Tuesday 8 July 2014

Losing The Past





Those who follow the Dilbert cartoons will know that the world of software engineering is a strange and mysterious one where the precept "if something can go wrong it will go wrong" rules, as well as unintended consequences and the disasters implicit in complexity.

It is not just the engineers, too often their managers are little aware of exactly what they do, and sometimes why, and can entertain fanciful ideas of what is possible or worse what would be nice to have but does not make sense in terms of what is wanted.

One gross example of this occurred a few weeks ago on the Find My Past web site, one of the major subscription ancestry sites used by a great many searchers of family and people.  The managers ditched a serviceable old fashioned, relatively easy to use, search system for a flashy whizz bang complicated one that had one major fault.

This was that it became almost impossible to search the records in any way that made sense and a task that once took minutes or even seconds became hours and days and even then with little hope.

The complaints came from both ordinary people wanting a straightforward service and experienced genealogists who knew how to research from the days when it was necessary to go to the original documents.

A TV programme which makes use of this site, with others, is the BBC "Who Do You think You Are" taking a quick look at part of the family history of well known people.  The older episodes that have gone to the "Yesterday" channel on satellite are sponsored there by Find My Past.

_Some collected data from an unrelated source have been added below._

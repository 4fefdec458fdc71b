// Compressed snapshots of the retrieval index
use crate::error::{Result, StorageError};
use atomicwrites::{AtomicFile, OverwriteBehavior};
use chrono::{DateTime, Utc};
use flate2::read::GzDecoder;
use flate2::write::GzEncoder;
use flate2::Compression;
use kalakaart_retrieval::RetrievalIndex;
use serde::{Deserialize, Serialize};
use sha2::{Digest, Sha256};
use std::fs;
use std::io::{Read, Write};
use std::path::{Path, PathBuf};
use tracing::{debug, info, warn};

const SNAPSHOT_PREFIX: &str = "retrieval";
const SNAPSHOT_EXTENSION: &str = "snapshot";

/// Snapshot description for logs and API responses
#[derive(Debug, Clone, Serialize, Deserialize)]
pub struct SnapshotDescription {
    pub name: String,
    pub creation_time: Option<String>,
    pub size: u64,
    #[serde(skip_serializing_if = "Option::is_none")]
    pub checksum: Option<String>,
}

#[derive(Serialize)]
struct SnapshotRef<'a> {
    created_at: DateTime<Utc>,
    index: &'a RetrievalIndex,
}

#[derive(Deserialize)]
struct SnapshotData {
    #[allow(dead_code)]
    created_at: DateTime<Utc>,
    index: RetrievalIndex,
}

/// Directory of gzip-compressed JSON snapshots, newest name last
pub struct SnapshotStore {
    snapshot_dir: PathBuf,
}

impl SnapshotStore {
    pub fn new<P: AsRef<Path>>(snapshot_dir: P) -> Result<Self> {
        let snapshot_dir = snapshot_dir.as_ref().to_path_buf();
        fs::create_dir_all(&snapshot_dir)?;
        Ok(Self { snapshot_dir })
    }

    pub fn dir(&self) -> &Path {
        &self.snapshot_dir
    }

    /// Timestamped names sort in creation order
    fn generate_snapshot_name(now: DateTime<Utc>) -> String {
        format!(
            "{}-{}.{}",
            SNAPSHOT_PREFIX,
            now.format("%Y-%m-%dT%H-%M-%S%.9f"),
            SNAPSHOT_EXTENSION
        )
    }

    /// Write `index` as a new snapshot. The file appears atomically.
    pub fn save(&self, index: &RetrievalIndex) -> Result<SnapshotDescription> {
        let now = Utc::now();
        let name = Self::generate_snapshot_name(now);
        let path = self.snapshot_dir.join(&name);

        let json = serde_json::to_vec(&SnapshotRef { created_at: now, index })?;
        let mut encoder = GzEncoder::new(Vec::new(), Compression::default());
        encoder.write_all(&json)?;
        let compressed = encoder.finish()?;
        let checksum = format!("{:x}", Sha256::digest(&compressed));

        AtomicFile::new(&path, OverwriteBehavior::DisallowOverwrite)
            .write(|f| f.write_all(&compressed))
            .map_err(|e| match e {
                atomicwrites::Error::Internal(e) | atomicwrites::Error::User(e) => StorageError::Io(e),
            })?;

        info!(
            "Saved retrieval snapshot {} ({} documents, {} bytes)",
            name,
            index.len(),
            compressed.len()
        );
        Ok(SnapshotDescription {
            name,
            creation_time: Some(now.to_rfc3339()),
            size: compressed.len() as u64,
            checksum: Some(checksum),
        })
    }

    /// All snapshots, newest first
    pub fn list(&self) -> Result<Vec<SnapshotDescription>> {
        let mut snapshots = Vec::new();
        for entry in fs::read_dir(&self.snapshot_dir)? {
            let path = entry?.path();
            if path.extension().and_then(|s| s.to_str()) != Some(SNAPSHOT_EXTENSION) {
                continue;
            }
            let Some(name) = path.file_name().and_then(|n| n.to_str()) else {
                continue;
            };

            let metadata = fs::metadata(&path)?;
            let file_data = fs::read(&path)?;
            let creation_time = metadata
                .created()
                .or_else(|_| metadata.modified())
                .ok()
                .map(|t| DateTime::<Utc>::from(t).to_rfc3339());

            snapshots.push(SnapshotDescription {
                name: name.to_string(),
                creation_time,
                size: metadata.len(),
                checksum: Some(format!("{:x}", Sha256::digest(&file_data))),
            });
        }

        snapshots.sort_by(|a, b| b.name.cmp(&a.name));
        Ok(snapshots)
    }

    pub fn load(&self, name: &str) -> Result<RetrievalIndex> {
        let path = self.snapshot_dir.join(name);
        if !path.is_file() {
            return Err(StorageError::SnapshotNotFound(name.to_string()));
        }

        let corrupt = |reason: String| StorageError::Corrupt { name: name.to_string(), reason };
        let compressed = fs::read(&path)?;
        let mut json = Vec::new();
        GzDecoder::new(compressed.as_slice())
            .read_to_end(&mut json)
            .map_err(|e| corrupt(e.to_string()))?;
        let data: SnapshotData = serde_json::from_slice(&json).map_err(|e| corrupt(e.to_string()))?;

        debug!("Loaded retrieval snapshot {} ({} documents)", name, data.index.len());
        Ok(data.index)
    }

    /// The newest snapshot that decodes; corrupt files are skipped
    pub fn load_latest(&self) -> Result<Option<RetrievalIndex>> {
        for snapshot in self.list()? {
            match self.load(&snapshot.name) {
                Ok(index) => return Ok(Some(index)),
                Err(StorageError::Corrupt { name, reason }) => {
                    warn!("Skipping corrupt snapshot {}: {}", name, reason);
                }
                Err(e) => return Err(e),
            }
        }
        Ok(None)
    }

    /// Delete all but the `keep` newest snapshots; returns how many were removed
    pub fn prune(&self, keep: usize) -> Result<usize> {
        let mut removed = 0;
        for snapshot in self.list()?.into_iter().skip(keep) {
            fs::remove_file(self.snapshot_dir.join(&snapshot.name))?;
            removed += 1;
        }
        if removed > 0 {
            debug!("Pruned {} old snapshots", removed);
        }
        Ok(removed)
    }
}

#[cfg(test)]
mod tests {
    use super::*;
    use kalakaart_core::Language;
    use kalakaart_retrieval::{HashingEncoder, RetrievalDocument};
    use tempfile::tempdir;

    fn index() -> RetrievalIndex {
        let encoder = HashingEncoder::new(64).unwrap();
        RetrievalIndex::build(
            &encoder,
            vec![
                RetrievalDocument::knowledge(Language::English, "Blue pottery from Jaipur"),
                RetrievalDocument::knowledge(Language::English, "Madhubani painting from Bihar"),
                RetrievalDocument::knowledge(Language::Hindi, "मिट्टी के बर्तन"),
            ],
        )
        .unwrap()
    }

    #[test]
    fn test_save_and_load_latest() {
        let dir = tempdir().unwrap();
        let store = SnapshotStore::new(dir.path()).unwrap();
        assert!(store.load_latest().unwrap().is_none());

        let original = index();
        let description = store.save(&original).unwrap();
        assert!(description.name.ends_with(".snapshot"));
        assert!(description.size > 0);
        assert_eq!(description.checksum.as_ref().map(|c| c.len()), Some(64));

        let listed = store.list().unwrap();
        assert_eq!(listed.len(), 1);
        assert_eq!(listed[0].checksum, description.checksum);

        let loaded = store.load_latest().unwrap().unwrap();
        assert_eq!(loaded.len(), original.len());
        assert_eq!(loaded.encoder_signature(), original.encoder_signature());
        assert_eq!(loaded.languages(), original.languages());
    }

    #[test]
    fn test_corrupt_snapshot_is_skipped() {
        let dir = tempdir().unwrap();
        let store = SnapshotStore::new(dir.path()).unwrap();
        store.save(&index()).unwrap();

        // Sorts after any real timestamp
        fs::write(dir.path().join("retrieval-9999-01-01T00-00-00.000000000.snapshot"), b"not gzip").unwrap();
        assert!(matches!(
            store.load("retrieval-9999-01-01T00-00-00.000000000.snapshot"),
            Err(StorageError::Corrupt { .. })
        ));

        let loaded = store.load_latest().unwrap().unwrap();
        assert_eq!(loaded.len(), 3);
    }

    #[test]
    fn test_missing_snapshot() {
        let dir = tempdir().unwrap();
        let store = SnapshotStore::new(dir.path()).unwrap();
        assert!(matches!(store.load("nope.snapshot"), Err(StorageError::SnapshotNotFound(_))));
    }

    #[test]
    fn test_prune_keeps_newest() {
        let dir = tempdir().unwrap();
        let store = SnapshotStore::new(dir.path()).unwrap();
        let first = store.save(&index()).unwrap();
        let second = store.save(&index()).unwrap();
        fs::write(dir.path().join("notes.txt"), b"ignored").unwrap();

        assert_eq!(store.prune(1).unwrap(), 1);
        let remaining = store.list().unwrap();
        assert_eq!(remaining.len(), 1);
        assert_eq!(remaining[0].name, second.name);
        assert_ne!(first.name, second.name);
        assert!(dir.path().join("notes.txt").exists());
    }
}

There has been a distinct shift in interest from the older series to the newer.  One is that while the older ones allowed a major British interest with linked events of history, the newer ones are more concerned with the human interest angles matched with a far greater emphasis on diversity in the more immediate past.  One very curious story has emerged from this.

It is that Michael Parkinson, the veteran Yorkshire personality presenter and Cherie Blair, formerly Booth, a Scouser from Liverpool and long suffering spouse of Tony Blair were removed from the "possibles" because it was said the researchers could not find anything of interest relevant to the programme.

This is utter rubbish.  Given a name, a place and a date and some idea of family and status it is possible for any historian worth their salt to find something and a tale to tell about perhaps the family, the place or the historical situation they were in.  Been there done that and many times.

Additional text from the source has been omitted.